消えた「本田副総裁」起用案 日銀人事の舞台裏 ①

4月8日に任期満了となる黒田総裁を再任する人事案を国会に提示した。
副総裁に日銀の雨宮正佳理事と早大の若田部昌澄教授を充てる。
この人事案はアベノミクスを支えてきた金融緩和政策の出口を許さないとの安倍首相のメッセージにほかならない。

「黒田さんにも財務省の血が流れていると感じる時があるんだよね」
首相は時折、親しい議員から黒田氏について尋ねられるとこう答えていた。
「手腕を信頼している」との首相の言葉とは裏腹に複雑な感情が垣間見える。

この5年間のアベノミクスは黒田氏抜きには語れない。
黒田氏の交代はアベノミクスの失敗とも受け取られる恐れがある。
これが黒田氏再任が本命という逆説的な理由だが、永田町、霞が関では黒田氏再任は無風とはみられていなかった。
その根拠が2015年2月の経済財政諮問会議での黒田氏の発言だった。
20年度の基礎的財政収支の黒字化というのは非常に重要。
もっと本腰を入れてやらねばいけないほど危険な状況だと主張。
政府に財政再建への取り組みを迫った黒田氏のこの発言に「財務省のDNA」を感じ取ったという風聞が流れた。

首相には財政再建を最優先する財務省に疑心があるといわれている。
5%から8%に消費税率を引き上げた際の「経済対策を打てば、消費は戻る」という同省の説明に、今なお納得していない。
この首相と財務省とのすきま風は日銀の正副総裁人事にも影を落とした。
首相と親しいリフレ派の本田悦朗スイス大使の副総裁起用が取り沙汰されたのは、その一端だ。
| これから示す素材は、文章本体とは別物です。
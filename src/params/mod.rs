//! # Parameters Module
//!
//! Handlers declare their inputs as an ordered list of [`Param`]s. At
//! registration [`resolve_params`] classifies each one into a [`ParamSpec`]
//! with a single [`ParamSource`]; at request time [`bind`] turns the specs
//! plus a matched request into [`Args`].
//!
//! ## Sources
//!
//! | source | value taken from |
//! |---|---|
//! | `RequestObject` | the whole [`Request`](crate::server::Request) |
//! | `Header` | request header named like the parameter (case-insensitive) |
//! | `Cookie` | cookie named like the parameter |
//! | `Path` | text captured by the `{name}` placeholder |
//! | `Body` | JSON body, validated against the parameter's schema |
//! | `Query` | query-string value named like the parameter |
//!
//! Primitive conversion accepts `int`, `float`, `str` and `bool`. Booleans
//! accept `true/false`, `1/0`, `yes/no`, `on/off`, `t/f` and `y/n` in any case.

mod args;
mod bind;
mod resolve;
mod types;

pub use args::{ArgError, Args};
pub use bind::{bind, convert_primitive, parse_bool};
pub use resolve::resolve_params;
pub use types::{ArgValue, Marker, Param, ParamSource, ParamSpec, ParamType};
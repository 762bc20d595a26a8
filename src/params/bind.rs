//! Request-time binding of resolved parameters.
//!
//! Binding never suspends and never fails fast: every spec is processed and
//! all problems are reported together as [`FieldError`]s.

use super::args::Args;
use super::types::{ArgValue, ParamSource, ParamSpec, ParamType};
use crate::error::FieldError;
use crate::router::ParamVec;
use crate::server::Request;
use std::sync::Arc;
use tracing::{debug, info};

const TRUTHY: &[&str] = &["true", "1", "yes", "on", "t", "y"];
const FALSY: &[&str] = &["false", "0", "no", "off", "f", "n"];

/// Parse a boolean token, case-insensitively.
#[must_use]
pub fn parse_bool(raw: &str) -> Option<bool> {
    let token = raw.trim();
    if TRUTHY.iter().any(|t| t.eq_ignore_ascii_case(token)) {
        Some(true)
    } else if FALSY.iter().any(|t| t.eq_ignore_ascii_case(token)) {
        Some(false)
    } else {
        None
    }
}

/// Convert raw text to a primitive [`ArgValue`].
///
/// # Errors
///
/// `"expected <type>, got \"<raw>\""` when the text does not convert, or when
/// `ty` is not a primitive type.
pub fn convert_primitive(ty: &ParamType, raw: &str) -> Result<ArgValue, String> {
    let mismatch = || format!("expected {}, got {raw:?}", ty.type_name());
    match ty {
        ParamType::Int => raw.trim().parse::<i64>().map(ArgValue::Int).map_err(|_| mismatch()),
        ParamType::Float => match raw.trim().parse::<f64>() {
            Ok(v) if v.is_finite() => Ok(ArgValue::Float(v)),
            _ => Err(mismatch()),
        },
        ParamType::Str => Ok(ArgValue::Str(raw.to_string())),
        ParamType::Bool => parse_bool(raw).map(ArgValue::Bool).ok_or_else(mismatch),
        ParamType::Schema(_) | ParamType::Request => Err(mismatch()),
    }
}

/// `item` + `/tags/0` → `item.tags.0`
fn body_field(name: &str, pointer: &str) -> String {
    let mut field = name.to_string();
    for part in pointer.split('/').filter(|p| !p.is_empty()) {
        field.push('.');
        field.push_str(&part.replace("~1", "/").replace("~0", "~"));
    }
    field
}

fn missing_message(source: ParamSource) -> &'static str {
    match source {
        ParamSource::Query => "missing required query parameter",
        ParamSource::Header => "missing required header",
        ParamSource::Cookie => "missing required cookie",
        ParamSource::Path => "missing path parameter",
        ParamSource::Body => "missing request body",
        ParamSource::RequestObject => "missing request",
    }
}

fn bind_one(
    spec: &ParamSpec,
    request: &Arc<Request>,
    path_params: &ParamVec,
    errors: &mut Vec<FieldError>,
) -> Option<ArgValue> {
    let raw = match spec.source {
        ParamSource::RequestObject => return Some(ArgValue::Request(Arc::clone(request))),
        ParamSource::Body => return bind_body(spec, request, errors),
        ParamSource::Path => path_params
            .iter()
            .find(|(k, _)| *k == spec.name)
            .map(|(_, v)| v.as_str()),
        ParamSource::Query => request.query_param(&spec.name),
        ParamSource::Header => request.header(&spec.name),
        ParamSource::Cookie => request.cookie(&spec.name),
    };

    match raw {
        Some(raw) => match convert_primitive(&spec.ty, raw) {
            Ok(value) => Some(value),
            Err(message) => {
                errors.push(FieldError::new(spec.name.as_ref(), message));
                None
            }
        },
        None => absent(spec, errors),
    }
}

fn absent(spec: &ParamSpec, errors: &mut Vec<FieldError>) -> Option<ArgValue> {
    match &spec.default {
        Some(default) if !spec.required => Some(default.clone()),
        _ => {
            errors.push(FieldError::new(
                spec.name.as_ref(),
                missing_message(spec.source),
            ));
            None
        }
    }
}

fn bind_body(
    spec: &ParamSpec,
    request: &Request,
    errors: &mut Vec<FieldError>,
) -> Option<ArgValue> {
    let body = request.body();
    if body.iter().all(u8::is_ascii_whitespace) {
        return absent(spec, errors);
    }

    let raw: serde_json::Value = match serde_json::from_slice(body) {
        Ok(v) => v,
        Err(e) => {
            errors.push(FieldError::new(
                spec.name.as_ref(),
                format!("invalid JSON body: {e}"),
            ));
            return None;
        }
    };

    let Some(schema) = spec.schema() else {
        return Some(ArgValue::Json(raw));
    };

    match schema.validate(&raw) {
        Ok(value) => Some(ArgValue::Json(value)),
        Err(problems) => {
            errors.extend(
                problems
                    .into_iter()
                    .map(|p| FieldError::new(body_field(&spec.name, &p.field), p.message)),
            );
            None
        }
    }
}

/// Bind every spec against one matched request.
///
/// # Errors
///
/// All binding problems of the request, in declared parameter order.
pub fn bind(
    specs: &[ParamSpec],
    request: &Arc<Request>,
    path_params: &ParamVec,
) -> Result<Args, Vec<FieldError>> {
    let mut values = Vec::with_capacity(specs.len());
    let mut errors = Vec::new();

    for spec in specs {
        if let Some(value) = bind_one(spec, request, path_params, &mut errors) {
            values.push((Arc::clone(&spec.name), value));
        }
    }

    if errors.is_empty() {
        debug!(
            method = %request.method(),
            path = %request.path(),
            arg_count = values.len(),
            "Parameters bound"
        );
        Ok(Args::new(values))
    } else {
        let fields: Vec<&str> = errors.iter().map(|e| e.field.as_str()).collect();
        info!(
            method = %request.method(),
            path = %request.path(),
            fields = ?fields,
            error_count = errors.len(),
            "Request binding failed"
        );
        Err(errors)
    }
}

#[cfg(test)]
mod tests {
    use super::*;

    #[test]
    fn test_bool_tokens() {
        for t in ["true", "TRUE", "1", "yes", "On", "t", "Y"] {
            assert_eq!(parse_bool(t), Some(true), "{t}");
        }
        for f in ["false", "0", "NO", "off", "F", "n"] {
            assert_eq!(parse_bool(f), Some(false), "{f}");
        }
        assert_eq!(parse_bool("maybe"), None);
        assert_eq!(parse_bool(""), None);
    }

    #[test]
    fn test_convert_messages() {
        assert_eq!(
            convert_primitive(&ParamType::Int, "abc").unwrap_err(),
            "expected int, got \"abc\""
        );
        assert_eq!(
            convert_primitive(&ParamType::Float, "1.5").unwrap(),
            ArgValue::Float(1.5)
        );
        assert!(convert_primitive(&ParamType::Float, "NaN").is_err());
        assert_eq!(
            convert_primitive(&ParamType::Str, " padded ").unwrap(),
            ArgValue::Str(" padded ".to_string())
        );
    }

    #[test]
    fn test_body_field_names() {
        assert_eq!(body_field("item", ""), "item");
        assert_eq!(body_field("item", "/tags/0"), "item.tags.0");
        assert_eq!(body_field("item", "/a~1b"), "item.a/b");
    }
}
use brrtdispatch::prelude::*;
use criterion::{criterion_group, criterion_main, Criterion};
use serde_json::json;
use std::hint::black_box;

fn noop() -> Handler {
    Handler::sync(|_| Ok(()))
}

fn with_path_params(pattern: &str) -> Handler {
    pattern
        .split('/')
        .filter_map(|s| s.strip_prefix('{').and_then(|s| s.strip_suffix('}')))
        .fold(noop(), |h, name| h.param(Param::new(name, ParamType::Str)))
}

fn zoo() -> Dispatcher {
    let mut d = Dispatcher::new();
    let routes: &[(Method, &str)] = &[
        (Method::GET, "/"),
        (Method::GET, "/zoo/animals"),
        (Method::POST, "/zoo/animals"),
        (Method::GET, "/zoo/animals/{id}"),
        (Method::PUT, "/zoo/animals/{id}"),
        (Method::PATCH, "/zoo/animals/{id}"),
        (Method::DELETE, "/zoo/animals/{id}"),
        (Method::GET, "/zoo/animals/{id}/toys/{toy_id}"),
        (
            Method::GET,
            "/zoo/{category}/animals/{id}/habitats/{habitat_id}/sections/{section_id}",
        ),
        (
            Method::POST,
            "/inventory/{warehouse_id}/feeds/{feed_id}/items/{item_id}/batches/{batch_id}",
        ),
        (Method::GET, "/complex/{a}/{b}/{c}/{d}/{e}/{f}/{g}/{h}/{i}"),
    ];
    for (method, pattern) in routes {
        d.register(method.clone(), pattern, with_path_params(pattern))
            .unwrap();
    }
    d.get(
        "/get/{id}",
        Handler::sync(|args| Ok(json!({ "id": args.int("id")?, "name": args.str("name")? })))
            .param(Param::new("id", ParamType::Int))
            .param(Param::new("name", ParamType::Str).with_default("guest")),
    )
    .unwrap();
    d
}

fn bench_route_match(c: &mut Criterion) {
    let d = zoo();
    let router = d.router();
    c.bench_function("route_match", |b| {
        let test_paths = [
            (Method::GET, "/zoo/animals/123"),
            (Method::GET, "/zoo/animals/123/toys/456"),
            (Method::GET, "/zoo/cats/animals/123/habitats/88/sections/5"),
            (Method::POST, "/inventory/1/feeds/2/items/3/batches/4"),
            (Method::GET, "/complex/1/2/3/4/5/6/7/8/9"),
        ];
        b.iter(|| {
            for (method, path) in &test_paths {
                black_box(router.route(method, path));
            }
        });
    });
}

fn bench_dispatch(c: &mut Criterion) {
    let d = zoo();
    let rt = tokio::runtime::Builder::new_current_thread()
        .build()
        .unwrap();
    c.bench_function("dispatch_bind_invoke", |b| {
        b.iter(|| {
            let req = Request::builder(Method::GET, "/get/42?name=bench").build();
            black_box(rt.block_on(d.dispatch(req)));
        });
    });
}

criterion_group!(benches, bench_route_match, bench_dispatch);
criterion_main!(benches);
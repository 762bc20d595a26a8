use brrtdispatch::error::DispatchError;
use brrtdispatch::middleware::{Middleware, MetricsMiddleware, TracingMiddleware};
use brrtdispatch::prelude::*;
use serde_json::json;
use std::sync::{Arc, Mutex};
use std::time::Duration;

mod common;
use common::{body_of, dispatch, get, LogCapture};

fn service() -> Dispatcher {
    let mut d = Dispatcher::new();
    d.get(
        "/pets/{id}",
        Handler::sync(|args| Ok(json!({ "id": args.int("id")? })))
            .param(Param::new("id", ParamType::Int)),
    )
    .unwrap();
    d.get(
        "/fail",
        Handler::sync(|_| -> Result<(), HandlerError> { Err(anyhow::anyhow!("nope").into()) }),
    )
    .unwrap();
    d
}

#[test]
fn test_metrics_middleware_counts() {
    let mut d = service();
    let metrics = Arc::new(MetricsMiddleware::new());
    d.add_middleware(Arc::clone(&metrics) as Arc<dyn Middleware>);

    assert_eq!(get(&d, "/pets/1").status(), 200);
    assert_eq!(get(&d, "/pets/abc").status(), 422);
    assert_eq!(get(&d, "/nowhere").status(), 404);
    assert_eq!(
        dispatch(&d, Request::builder(Method::POST, "/pets/1").build()).status(),
        405
    );
    assert_eq!(get(&d, "/fail").status(), 500);

    assert_eq!(metrics.request_count(), 5);
    assert_eq!(metrics.client_errors(), 3);
    assert_eq!(metrics.server_errors(), 1);
    assert_eq!(metrics.binding_failures(), 1);
    assert_eq!(metrics.unmatched(), 2);
    assert!(metrics.average_latency() > Duration::ZERO);
}

/// Rejects requests without an `x-api-key` header.
struct ApiKeyGate;

impl Middleware for ApiKeyGate {
    fn before(&self, req: &Request) -> Option<Response> {
        match req.header("x-api-key") {
            Some("test123") => None,
            _ => Some(Response::json(
                401,
                &json!({ "status": 401, "message": "missing api key" }),
            )),
        }
    }
}

#[derive(Default)]
struct Recorder {
    events: Mutex<Vec<String>>,
}

impl Middleware for Recorder {
    fn before(&self, req: &Request) -> Option<Response> {
        self.events.lock().unwrap().push(format!("before {}", req.path()));
        None
    }

    fn after(&self, _req: &Request, res: &mut Response, _latency: Duration) {
        res.set_header("x-recorded", "yes".to_string());
        self.events.lock().unwrap().push(format!("after {}", res.status()));
    }

    fn on_error(&self, _req: &Request, err: &DispatchError) {
        self.events.lock().unwrap().push(format!("error {}", err.status()));
    }
}

#[test]
fn test_early_response_skips_routing_but_runs_after_hooks() {
    let mut d = service();
    let recorder = Arc::new(Recorder::default());
    d.add_middleware(Arc::new(ApiKeyGate));
    d.add_middleware(Arc::clone(&recorder) as Arc<dyn Middleware>);

    let res = get(&d, "/pets/1");
    assert_eq!(res.status(), 401);
    assert_eq!(body_of(&res)["message"], "missing api key");
    assert_eq!(res.header("x-recorded"), Some("yes"));
    assert!(res.header("x-request-id").is_some());

    let req = Request::builder(Method::GET, "/pets/1")
        .header("X-Api-Key", "test123")
        .build();
    assert_eq!(dispatch(&d, req).status(), 200);

    assert_eq!(
        *recorder.events.lock().unwrap(),
        vec!["before /pets/1", "after 401", "before /pets/1", "after 200"]
    );
}

#[test]
fn test_errors_are_reported_to_middleware() {
    let mut d = service();
    let recorder = Arc::new(Recorder::default());
    d.add_middleware(Arc::clone(&recorder) as Arc<dyn Middleware>);

    get(&d, "/pets/abc");
    get(&d, "/fail");

    assert_eq!(
        *recorder.events.lock().unwrap(),
        vec![
            "before /pets/abc",
            "error 422",
            "after 422",
            "before /fail",
            "error 500",
            "after 500"
        ]
    );
}

#[test]
fn test_tracing_middleware_logs_request_lifecycle() {
    let (logs, _guard) = LogCapture::install();
    let mut d = service();
    d.add_middleware(Arc::new(TracingMiddleware));

    get(&d, "/pets/7");
    get(&d, "/pets/oops");

    let text = logs.contents();
    assert!(text.contains("Request started"), "{text}");
    assert!(text.contains("Request completed"), "{text}");
    assert!(text.contains("Request rejected"), "{text}");
}
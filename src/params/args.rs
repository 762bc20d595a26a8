use super::types::ArgValue;
use crate::server::Request;
use serde::de::DeserializeOwned;
use serde_json::Value;
use std::sync::Arc;
use thiserror::Error;

/// Misuse of [`Args`] inside a handler. These are handler defects, not client errors.
#[derive(Debug, Error)]
pub enum ArgError {
    #[error("argument '{0}' is not declared")]
    Missing(String),

    #[error("argument '{name}' is {found}, not {expected}")]
    WrongType {
        name: String,
        expected: &'static str,
        found: &'static str,
    },

    #[error("argument '{name}' does not deserialize: {source}")]
    Deserialize {
        name: String,
        #[source]
        source: serde_json::Error,
    },
}

/// Bound handler arguments, in declared order.
#[derive(Debug, Clone, Default)]
pub struct Args {
    values: Vec<(Arc<str>, ArgValue)>,
}

macro_rules! typed_accessor {
    ($name:ident, $opt:ident, $variant:ident, $ty:ty, $label:literal) => {
        #[doc = concat!("The `", $label, "` argument `name`.")]
        ///
        /// # Errors
        ///
        /// [`ArgError`] when the argument is undeclared or has another type.
        pub fn $name(&self, name: &str) -> Result<$ty, ArgError> {
            match self.value(name)? {
                ArgValue::$variant(v) => Ok(*v),
                other => Err(Self::wrong_type(name, $label, other)),
            }
        }

        #[doc = concat!("Like [`Args::", stringify!($name), "`], mapping an absent optional argument to `None`.")]
        ///
        /// # Errors
        ///
        /// [`ArgError`] when the argument is undeclared or has another type.
        pub fn $opt(&self, name: &str) -> Result<Option<$ty>, ArgError> {
            match self.value(name)? {
                ArgValue::Null => Ok(None),
                ArgValue::$variant(v) => Ok(Some(*v)),
                other => Err(Self::wrong_type(name, $label, other)),
            }
        }
    };
}

impl Args {
    pub(crate) fn new(values: Vec<(Arc<str>, ArgValue)>) -> Self {
        Self { values }
    }

    #[must_use]
    pub fn len(&self) -> usize {
        self.values.len()
    }

    #[must_use]
    pub fn is_empty(&self) -> bool {
        self.values.is_empty()
    }

    #[must_use]
    pub fn get(&self, name: &str) -> Option<&ArgValue> {
        self.values
            .iter()
            .find(|(k, _)| k.as_ref() == name)
            .map(|(_, v)| v)
    }

    /// Positional access in declared order.
    #[must_use]
    pub fn at(&self, index: usize) -> Option<&ArgValue> {
        self.values.get(index).map(|(_, v)| v)
    }

    pub fn iter(&self) -> impl Iterator<Item = (&str, &ArgValue)> + '_ {
        self.values.iter().map(|(k, v)| (k.as_ref(), v))
    }

    fn value(&self, name: &str) -> Result<&ArgValue, ArgError> {
        self.get(name)
            .ok_or_else(|| ArgError::Missing(name.to_string()))
    }

    fn wrong_type(name: &str, expected: &'static str, found: &ArgValue) -> ArgError {
        ArgError::WrongType {
            name: name.to_string(),
            expected,
            found: found.type_name(),
        }
    }

    typed_accessor!(int, opt_int, Int, i64, "int");
    typed_accessor!(float, opt_float, Float, f64, "float");
    typed_accessor!(bool, opt_bool, Bool, bool, "bool");

    /// # Errors
    ///
    /// [`ArgError`] when the argument is undeclared or not a string.
    pub fn str(&self, name: &str) -> Result<&str, ArgError> {
        match self.value(name)? {
            ArgValue::Str(s) => Ok(s.as_str()),
            other => Err(Self::wrong_type(name, "str", other)),
        }
    }

    /// # Errors
    ///
    /// [`ArgError`] when the argument is undeclared or neither a string nor null.
    pub fn opt_str(&self, name: &str) -> Result<Option<&str>, ArgError> {
        match self.value(name)? {
            ArgValue::Null => Ok(None),
            ArgValue::Str(s) => Ok(Some(s.as_str())),
            other => Err(Self::wrong_type(name, "str", other)),
        }
    }

    /// Validated body as raw JSON.
    ///
    /// # Errors
    ///
    /// [`ArgError`] when the argument is undeclared or not a body.
    pub fn json(&self, name: &str) -> Result<&Value, ArgError> {
        match self.value(name)? {
            ArgValue::Json(v) => Ok(v),
            other => Err(Self::wrong_type(name, "json", other)),
        }
    }

    /// Validated body deserialized into `T`.
    ///
    /// # Errors
    ///
    /// [`ArgError`] when the argument is not a body or `T` does not deserialize from it.
    pub fn body<T: DeserializeOwned>(&self, name: &str) -> Result<T, ArgError> {
        let value = self.json(name)?;
        T::deserialize(value).map_err(|source| ArgError::Deserialize {
            name: name.to_string(),
            source,
        })
    }

    /// # Errors
    ///
    /// [`ArgError`] when the argument is undeclared or not the request.
    pub fn request(&self, name: &str) -> Result<Arc<Request>, ArgError> {
        match self.value(name)? {
            ArgValue::Request(r) => Ok(Arc::clone(r)),
            other => Err(Self::wrong_type(name, "request", other)),
        }
    }
}
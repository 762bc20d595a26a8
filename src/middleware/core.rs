use std::time::Duration;

use crate::error::DispatchError;
use crate::server::{Request, Response};

/// Hooks run around every dispatched request, in registration order.
pub trait Middleware: Send + Sync {
    /// Runs before routing. Returning a response skips the rest of the pipeline.
    fn before(&self, _req: &Request) -> Option<Response> {
        None
    }

    /// Runs on every response, including early and error responses.
    fn after(&self, _req: &Request, _res: &mut Response, _latency: Duration) {}

    /// Observes a pipeline error before it is mapped to a response.
    fn on_error(&self, _req: &Request, _err: &DispatchError) {}
}
// Handler registry: one line per route, in match order.
use crate::handlers::{self, Store};
use brrtdispatch::middleware::{MetricsMiddleware, TracingMiddleware};
use brrtdispatch::prelude::*;
use std::sync::Arc;

pub fn build(config: &ServiceConfig, store: Store) -> anyhow::Result<Dispatcher> {
    let mut dispatcher = Dispatcher::from_config(config);
    dispatcher.add_middleware(Arc::new(TracingMiddleware));
    dispatcher.add_middleware(Arc::new(MetricsMiddleware::new()));

    dispatcher.get("/get/{id}", handlers::greet())?;
    dispatcher.get("/whoami", handlers::whoami())?;
    dispatcher.get("/slow/{ms}", handlers::slow())?;

    dispatcher.get("/items", handlers::items::list(store.clone()))?;
    dispatcher.post("/items", handlers::items::create(store.clone()))?;
    dispatcher.get("/items/{id}", handlers::items::fetch(store.clone()))?;
    dispatcher.delete("/items/{id}", handlers::items::remove(store))?;

    Ok(dispatcher)
}

#[cfg(test)]
mod tests {
    use super::*;
    use serde_json::json;

    fn service() -> Dispatcher {
        build(&ServiceConfig::default(), Store::default()).unwrap()
    }

    fn run(d: &Dispatcher, req: Request) -> Response {
        tokio::runtime::Builder::new_current_thread()
            .enable_all()
            .build()
            .unwrap()
            .block_on(d.dispatch(req))
    }

    #[test]
    fn test_greet_defaults_name() {
        let d = service();
        let res = run(&d, Request::builder(Method::GET, "/get/3").build());
        assert_eq!(res.body_json(), Some(json!({ "name": "guest", "id": 3 })));
    }

    #[test]
    fn test_item_lifecycle() {
        let d = service();
        let create = |key: &str| {
            Request::builder(Method::POST, "/items")
                .header("x-api-key", key)
                .json(&json!({ "name": "bolt", "qty": 3 }))
                .build()
        };

        assert_eq!(run(&d, create("wrong")).status(), 401);

        let res = run(&d, create(handlers::items::API_KEY));
        assert_eq!(res.status(), 201);
        let id = res.body_json().unwrap()["id"].as_u64().unwrap();

        let res = run(&d, Request::builder(Method::GET, &format!("/items/{id}")).build());
        assert_eq!(res.body_json().unwrap()["name"], "bolt");

        let res = run(&d, Request::builder(Method::DELETE, &format!("/items/{id}")).build());
        assert_eq!(res.status(), 204);
        let res = run(&d, Request::builder(Method::GET, &format!("/items/{id}")).build());
        assert_eq!(res.status(), 404);
    }
}
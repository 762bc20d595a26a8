//! # Service Configuration Module
//!
//! Services load a YAML file (conventionally `config/config.yaml`) into a
//! [`ServiceConfig`]; every field has a default so an empty file is valid.
//! Environment variables prefixed `BRRTD_` override the file.
//!
//! ## Environment Variables
//!
//! | variable | field | example |
//! |---|---|---|
//! | `BRRTD_BIND` | `http.bind` | `0.0.0.0:8080` |
//! | `BRRTD_MAX_BODY_BYTES` | `http.max_body_bytes` | `1048576` |
//! | `BRRTD_LOG_LEVEL` | `logging.level` | `debug` |
//! | `BRRTD_LOG_FORMAT` | `logging.format` | `pretty` |
//! | `BRRTD_LOG_TARGET_FILTER` | `logging.target_filter` | `brrtdispatch::router=warn` |
//! | `BRRTD_SCHEMA_CACHE` | `validation.schema_cache` | `off` |
//!
//! ## Example
//!
//! ```yaml
//! http:
//!   bind: 0.0.0.0:8080
//!   max_body_bytes: 65536
//! logging:
//!   level: debug
//!   format: pretty
//! validation:
//!   schema_cache: true
//! ```

use crate::logging::{LogConfig, LogFormat};
use serde::{Deserialize, Serialize};
use std::path::{Path, PathBuf};
use thiserror::Error;
use tracing::debug;

pub const DEFAULT_BIND: &str = "127.0.0.1:8080";
pub const DEFAULT_MAX_BODY_BYTES: usize = 1024 * 1024;

#[derive(Debug, Error)]
pub enum ConfigError {
    #[error("failed to read config file {path}: {source}")]
    Io {
        path: PathBuf,
        #[source]
        source: std::io::Error,
    },

    #[error("failed to parse config: {0}")]
    Parse(#[from] serde_yaml::Error),

    #[error("invalid value {value:?} for {key}: {reason}")]
    InvalidEnv {
        key: &'static str,
        value: String,
        reason: String,
    },
}

#[derive(Debug, Clone, PartialEq, Eq, Serialize, Deserialize)]
#[serde(default)]
pub struct HttpConfig {
    /// Socket address the transport binds to
    pub bind: String,
    /// Request bodies above this size are answered with 413
    pub max_body_bytes: usize,
}

impl Default for HttpConfig {
    fn default() -> Self {
        Self {
            bind: DEFAULT_BIND.to_string(),
            max_body_bytes: DEFAULT_MAX_BODY_BYTES,
        }
    }
}

#[derive(Debug, Clone, PartialEq, Eq, Serialize, Deserialize)]
#[serde(default)]
pub struct ValidationConfig {
    /// Share compiled schemas between routes using the same schema name
    pub schema_cache: bool,
}

impl Default for ValidationConfig {
    fn default() -> Self {
        Self { schema_cache: true }
    }
}

#[derive(Debug, Clone, Default, PartialEq, Eq, Serialize, Deserialize)]
#[serde(default)]
pub struct ServiceConfig {
    pub http: HttpConfig,
    pub logging: LogConfig,
    pub validation: ValidationConfig,
}

/// `on/off`-style switch used by `BRRTD_SCHEMA_CACHE`.
fn parse_switch(value: &str) -> Option<bool> {
    match value.trim().to_ascii_lowercase().as_str() {
        "on" | "true" | "1" | "yes" | "enabled" => Some(true),
        "off" | "false" | "0" | "no" | "disabled" => Some(false),
        _ => None,
    }
}

impl ServiceConfig {
    /// Parse YAML text. An empty document yields the defaults.
    ///
    /// # Errors
    ///
    /// [`ConfigError::Parse`] on malformed YAML or unknown value types.
    pub fn from_yaml_str(text: &str) -> Result<Self, ConfigError> {
        if text.trim().is_empty() {
            return Ok(Self::default());
        }
        Ok(serde_yaml::from_str(text)?)
    }

    /// Read and parse a YAML file, without environment overrides.
    ///
    /// # Errors
    ///
    /// [`ConfigError::Io`] or [`ConfigError::Parse`].
    pub fn from_file(path: &Path) -> Result<Self, ConfigError> {
        let text = std::fs::read_to_string(path).map_err(|source| ConfigError::Io {
            path: path.to_path_buf(),
            source,
        })?;
        Self::from_yaml_str(&text)
    }

    /// Load the file when given (defaults otherwise), then apply `BRRTD_*` overrides.
    ///
    /// # Errors
    ///
    /// Any [`ConfigError`] from reading, parsing or an invalid override.
    pub fn load(path: Option<&Path>) -> Result<Self, ConfigError> {
        let mut config = match path {
            Some(path) => Self::from_file(path)?,
            None => Self::default(),
        };
        config.apply_overrides(|key| std::env::var(key).ok())?;
        debug!(config = ?config, "Service configuration loaded");
        Ok(config)
    }

    /// Apply overrides from `lookup` (normally the process environment).
    ///
    /// # Errors
    ///
    /// [`ConfigError::InvalidEnv`] when a numeric or switch value does not parse.
    pub fn apply_overrides<F>(&mut self, lookup: F) -> Result<(), ConfigError>
    where
        F: Fn(&'static str) -> Option<String>,
    {
        if let Some(bind) = lookup("BRRTD_BIND") {
            self.http.bind = bind;
        }
        if let Some(raw) = lookup("BRRTD_MAX_BODY_BYTES") {
            self.http.max_body_bytes =
                raw.trim().parse().map_err(|e: std::num::ParseIntError| {
                    ConfigError::InvalidEnv {
                        key: "BRRTD_MAX_BODY_BYTES",
                        value: raw.clone(),
                        reason: e.to_string(),
                    }
                })?;
        }
        if let Some(level) = lookup("BRRTD_LOG_LEVEL") {
            self.logging.level = level;
        }
        if let Some(format) = lookup("BRRTD_LOG_FORMAT") {
            self.logging.format = LogFormat::parse(&format);
        }
        if let Some(filter) = lookup("BRRTD_LOG_TARGET_FILTER") {
            self.logging.target_filter = Some(filter);
        }
        if let Some(raw) = lookup("BRRTD_SCHEMA_CACHE") {
            self.validation.schema_cache =
                parse_switch(&raw).ok_or_else(|| ConfigError::InvalidEnv {
                    key: "BRRTD_SCHEMA_CACHE",
                    value: raw.clone(),
                    reason: "expected on or off".to_string(),
                })?;
        }
        Ok(())
    }
}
首相は昨年10月、12月と本田氏起用を支持する藤井内閣官房参与らと会った。
藤井氏らはデフレからの脱却速度を上げるための方策として一時的な景気過熱を容認する「高圧経済」などの考え方を説明。
それを実行するための人事として本田氏起用を提言した。
首相も「面白い考え方だね」などと応じた。
こうした動きに財務省や日銀は警戒を強めた。
「本田氏起用は十分あり得る」
昨年12月上旬、財務省は焦りを募らせていた。
財務省は伝統的に日銀人事の舞台回しを担ってきた。
今回も首相の元に伊藤コロンビア大教授ら5人ほどの副総裁候補の名を伝えた。
首相周辺からは早々に「財務省の推薦は受け付けない」と言い渡されていた。
本田氏の名は当然、財務省のリストにはなかった。